The entries below contain a line with "use reqwest::Client;" and a line with "pub const DEFAULT_API_URL: &str". Quote exactly those two lines and all lines between them.

(SUPPLIED DATA Opens)

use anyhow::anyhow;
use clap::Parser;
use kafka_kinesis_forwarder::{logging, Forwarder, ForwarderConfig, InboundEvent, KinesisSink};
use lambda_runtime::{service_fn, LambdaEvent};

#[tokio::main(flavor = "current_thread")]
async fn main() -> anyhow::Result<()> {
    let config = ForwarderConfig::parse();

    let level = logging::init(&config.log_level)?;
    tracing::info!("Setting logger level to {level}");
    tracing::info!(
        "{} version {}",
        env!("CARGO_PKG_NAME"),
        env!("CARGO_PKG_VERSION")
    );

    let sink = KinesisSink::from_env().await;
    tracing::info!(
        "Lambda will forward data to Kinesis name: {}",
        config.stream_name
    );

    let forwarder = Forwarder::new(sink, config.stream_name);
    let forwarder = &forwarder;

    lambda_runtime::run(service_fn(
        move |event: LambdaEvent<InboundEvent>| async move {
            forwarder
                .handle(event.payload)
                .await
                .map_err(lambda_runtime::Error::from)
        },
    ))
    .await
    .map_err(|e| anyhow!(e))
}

(SUPPLIED DATA Closes)
(SUPPLIED DATA Opens)

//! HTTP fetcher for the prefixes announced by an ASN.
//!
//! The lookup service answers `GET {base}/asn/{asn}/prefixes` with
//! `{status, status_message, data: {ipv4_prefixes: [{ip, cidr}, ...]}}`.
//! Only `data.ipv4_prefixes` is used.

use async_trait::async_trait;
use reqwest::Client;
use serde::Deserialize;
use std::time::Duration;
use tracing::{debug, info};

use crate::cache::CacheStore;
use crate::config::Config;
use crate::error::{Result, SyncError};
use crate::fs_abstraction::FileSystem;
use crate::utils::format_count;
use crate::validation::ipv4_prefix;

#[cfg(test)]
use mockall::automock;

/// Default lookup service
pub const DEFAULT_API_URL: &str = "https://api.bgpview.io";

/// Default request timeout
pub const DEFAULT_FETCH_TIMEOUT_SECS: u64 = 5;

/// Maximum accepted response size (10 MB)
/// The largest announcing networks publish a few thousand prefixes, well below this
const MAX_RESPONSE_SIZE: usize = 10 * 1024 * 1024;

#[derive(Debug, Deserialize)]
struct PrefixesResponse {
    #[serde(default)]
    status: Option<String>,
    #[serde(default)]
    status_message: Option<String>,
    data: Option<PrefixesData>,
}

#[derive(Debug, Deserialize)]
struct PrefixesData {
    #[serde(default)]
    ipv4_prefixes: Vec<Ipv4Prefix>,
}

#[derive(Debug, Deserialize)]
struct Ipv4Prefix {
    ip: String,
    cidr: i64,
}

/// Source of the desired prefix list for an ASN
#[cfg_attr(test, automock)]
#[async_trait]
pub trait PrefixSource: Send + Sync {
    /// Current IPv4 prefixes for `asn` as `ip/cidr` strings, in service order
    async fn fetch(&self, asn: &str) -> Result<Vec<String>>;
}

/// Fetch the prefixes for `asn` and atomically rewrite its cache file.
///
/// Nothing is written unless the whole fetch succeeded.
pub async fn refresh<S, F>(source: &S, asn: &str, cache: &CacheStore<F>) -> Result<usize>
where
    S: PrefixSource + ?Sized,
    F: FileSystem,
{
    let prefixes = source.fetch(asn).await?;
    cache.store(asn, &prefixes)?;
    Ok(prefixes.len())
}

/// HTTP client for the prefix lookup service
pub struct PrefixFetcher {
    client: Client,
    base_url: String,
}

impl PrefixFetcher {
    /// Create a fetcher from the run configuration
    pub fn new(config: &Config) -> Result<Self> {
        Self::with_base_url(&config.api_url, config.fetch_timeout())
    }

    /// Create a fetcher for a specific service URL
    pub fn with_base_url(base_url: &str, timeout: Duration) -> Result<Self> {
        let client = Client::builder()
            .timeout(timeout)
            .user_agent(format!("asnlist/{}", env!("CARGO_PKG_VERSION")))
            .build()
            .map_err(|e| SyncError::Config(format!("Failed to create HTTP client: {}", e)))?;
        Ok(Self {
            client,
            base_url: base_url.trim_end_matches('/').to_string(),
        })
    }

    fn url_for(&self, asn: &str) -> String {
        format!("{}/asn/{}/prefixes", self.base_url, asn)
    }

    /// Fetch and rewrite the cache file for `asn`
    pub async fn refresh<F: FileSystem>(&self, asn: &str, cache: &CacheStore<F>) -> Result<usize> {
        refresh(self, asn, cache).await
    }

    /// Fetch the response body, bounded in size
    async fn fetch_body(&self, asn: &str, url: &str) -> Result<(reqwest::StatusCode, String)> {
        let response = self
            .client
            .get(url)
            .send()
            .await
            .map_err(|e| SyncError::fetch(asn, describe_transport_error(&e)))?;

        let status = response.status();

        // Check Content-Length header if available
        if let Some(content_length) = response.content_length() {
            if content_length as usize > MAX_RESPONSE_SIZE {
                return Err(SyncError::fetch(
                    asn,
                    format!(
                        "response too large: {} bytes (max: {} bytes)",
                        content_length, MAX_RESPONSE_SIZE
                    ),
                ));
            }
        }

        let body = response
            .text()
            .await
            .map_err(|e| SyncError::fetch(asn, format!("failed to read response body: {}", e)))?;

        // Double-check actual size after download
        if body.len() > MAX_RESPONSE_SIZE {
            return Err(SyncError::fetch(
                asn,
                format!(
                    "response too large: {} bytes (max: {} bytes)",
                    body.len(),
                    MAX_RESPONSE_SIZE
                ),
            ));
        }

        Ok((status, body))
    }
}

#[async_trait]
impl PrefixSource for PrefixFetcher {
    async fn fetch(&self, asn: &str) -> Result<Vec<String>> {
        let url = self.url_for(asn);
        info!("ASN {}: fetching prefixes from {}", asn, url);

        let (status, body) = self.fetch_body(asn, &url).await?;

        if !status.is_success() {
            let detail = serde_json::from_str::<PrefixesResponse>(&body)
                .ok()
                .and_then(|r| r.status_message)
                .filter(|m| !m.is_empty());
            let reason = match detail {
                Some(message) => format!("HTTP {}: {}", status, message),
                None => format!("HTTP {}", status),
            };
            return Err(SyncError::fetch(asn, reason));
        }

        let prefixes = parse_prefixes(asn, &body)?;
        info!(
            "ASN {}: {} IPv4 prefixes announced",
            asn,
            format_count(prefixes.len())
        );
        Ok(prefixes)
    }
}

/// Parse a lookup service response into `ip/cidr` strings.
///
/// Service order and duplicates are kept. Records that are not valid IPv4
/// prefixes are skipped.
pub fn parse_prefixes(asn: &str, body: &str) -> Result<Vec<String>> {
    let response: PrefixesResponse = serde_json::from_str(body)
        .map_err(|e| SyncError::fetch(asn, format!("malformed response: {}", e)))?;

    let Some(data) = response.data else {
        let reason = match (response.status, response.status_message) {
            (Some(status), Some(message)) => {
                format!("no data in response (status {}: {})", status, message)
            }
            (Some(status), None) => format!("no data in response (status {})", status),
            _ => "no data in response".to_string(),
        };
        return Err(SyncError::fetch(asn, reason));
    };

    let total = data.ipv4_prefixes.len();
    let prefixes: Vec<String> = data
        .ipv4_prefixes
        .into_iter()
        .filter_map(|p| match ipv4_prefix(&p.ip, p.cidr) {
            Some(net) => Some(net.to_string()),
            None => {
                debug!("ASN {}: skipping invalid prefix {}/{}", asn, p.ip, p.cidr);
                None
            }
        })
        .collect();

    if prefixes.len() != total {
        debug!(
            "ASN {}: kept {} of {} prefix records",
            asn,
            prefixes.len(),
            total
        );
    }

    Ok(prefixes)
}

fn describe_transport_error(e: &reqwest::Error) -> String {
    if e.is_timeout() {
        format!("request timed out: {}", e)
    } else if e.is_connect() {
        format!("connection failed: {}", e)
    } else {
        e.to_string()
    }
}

(SUPPLIED DATA Closes)

_ANSWER TO THE PROBLEM_:
use reqwest::Client;
use serde::Deserialize;
use std::time::Duration;
use tracing::{debug, info};

use crate::cache::CacheStore;
use crate::config::Config;
use crate::error::{Result, SyncError};
use crate::fs_abstraction::FileSystem;
use crate::utils::format_count;
use crate::validation::ipv4_prefix;

#[cfg(test)]
use mockall::automock;

/// Default lookup service
pub const DEFAULT_API_URL: &str = "https://api.bgpview.io";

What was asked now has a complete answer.